Army invents new heavy barrel for M4


I saw this going around the various facebook gun groups last night. It’s funny that its “invented” Like spiral barrel fluting hasn’t been around since dirt was a new thing. In fact, I would even bet Colt played around with this idea at some point 20 years ago and the Army said no.

Two small arms engineers at the U.S. Army’s CCDC Armaments Center have invented a new M4A1 barrel for extended cyclical fires.

On Tuesday, the Army was granted a 15-year design patent, which is now available for license to businesses that would manufacture the barrel.

Thomas Grego and Adam Foltz designed the heavy barrel at the Picatinny Arsenal in New Jersey. It features spiral fluting in three distinct areas that increase the exterior surface area of the barrel as well as reduce overall weight.
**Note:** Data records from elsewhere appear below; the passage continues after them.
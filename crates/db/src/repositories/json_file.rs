use std::io::ErrorKind;
use std::path::{Path, PathBuf};

use async_trait::async_trait;
use punchclock_core::ledger::{LedgerDocument, LedgerStore, StoreError};
use tokio::io::AsyncWriteExt;
use tracing::{debug, info, warn};

/// Ledger document kept as one pretty-printed JSON file.
///
/// Writes land in a sibling `.tmp` file that is renamed over the target, so
/// readers only ever see a complete document.
#[derive(Clone, Debug)]
pub struct JsonFileLedgerStore {
    path: PathBuf,
}

impl JsonFileLedgerStore {
    pub fn new(path: impl Into<PathBuf>) -> Self {
        Self { path: path.into() }
    }

    pub fn path(&self) -> &Path {
        &self.path
    }

    fn temp_path(&self) -> PathBuf {
        let mut name = self.path.file_name().map(|name| name.to_os_string()).unwrap_or_default();
        name.push(".tmp");
        self.path.with_file_name(name)
    }
}

#[async_trait]
impl LedgerStore for JsonFileLedgerStore {
    async fn load(&self) -> Result<LedgerDocument, StoreError> {
        let raw = match tokio::fs::read_to_string(&self.path).await {
            Ok(raw) => raw,
            Err(error) if error.kind() == ErrorKind::NotFound => {
                info!(
                    event_name = "ledger.store.missing",
                    path = %self.path.display(),
                    "ledger document not found; starting empty"
                );
                return Ok(LedgerDocument::default());
            }
            Err(source) => return Err(StoreError::Read { path: self.path.clone(), source }),
        };

        // An existing but empty file is a torn write, not a fresh ledger.
        serde_json::from_str(&raw)
            .map_err(|source| StoreError::Decode { path: self.path.clone(), source })
    }

    async fn save(&self, document: &LedgerDocument) -> Result<(), StoreError> {
        let encoded = serde_json::to_vec_pretty(document).map_err(StoreError::Encode)?;

        if let Some(parent) = self.path.parent().filter(|parent| !parent.as_os_str().is_empty()) {
            tokio::fs::create_dir_all(parent)
                .await
                .map_err(|source| StoreError::Write { path: parent.to_path_buf(), source })?;
        }

        let temp_path = self.temp_path();
        write_synced(&temp_path, &encoded)
            .await
            .map_err(|source| StoreError::Write { path: temp_path.clone(), source })?;
        tokio::fs::rename(&temp_path, &self.path)
            .await
            .map_err(|source| StoreError::Write { path: self.path.clone(), source })?;
        sync_parent_dir(&self.path).await;

        debug!(
            event_name = "ledger.store.saved",
            path = %self.path.display(),
            workers = document.0.len(),
            bytes = encoded.len(),
            "ledger document written"
        );
        Ok(())
    }

    fn describe(&self) -> String {
        format!("json:{}", self.path.display())
    }
}

async fn write_synced(path: &Path, bytes: &[u8]) -> std::io::Result<()> {
    let mut file = tokio::fs::File::create(path).await?;
    file.write_all(bytes).await?;
    file.sync_all().await
}

/// Flushes the directory entry left by the rename. Platforms that cannot
/// open a directory as a file skip this.
async fn sync_parent_dir(path: &Path) {
    let parent = match path.parent().filter(|parent| !parent.as_os_str().is_empty()) {
        Some(parent) => parent,
        None => Path::new("."),
    };
    if let Ok(dir) = tokio::fs::File::open(parent).await {
        if let Err(error) = dir.sync_all().await {
            warn!(
                event_name = "ledger.store.dir_sync_failed",
                path = %parent.display(),
                error = %error,
                "ledger directory sync failed"
            );
        }
    }
}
The new barrel dramatically reduces the risk of barrel failure or premature ammunition detonation, i.e., a cook-off, by diffusing heat faster than the conventional M4A1 heavy barrel, which soldiers had reported were failing during combat in Afghanistan.

“(The M4A1) allows us to fire a better suppressing fire,” Lt. Col. Terry Russell told the Army Times in 2015. “At some point, a barrel is going to bend. It could be solid steel, but as soon as you reach a certain heat point it’s going to do some damage to the barrel. … But (the improved barrel) would have helped out to a certain degree.”

The new barrel’s fluting has fin spacing and a thickness that is optimized for heat dissipation and weight; the fin height gradually tapers down.

The design patent is the second patent the Army has received for the new barrel. In April, a 20-year utility patent was also granted.

Brian Metzger, a senior technology manager at TechLink, is facilitating licensing discussions for companies interested in producing the barrel.

“The design patent reinforces the utility patent, makes it a complete package for a licensee,” Metzger said Wednesday morning.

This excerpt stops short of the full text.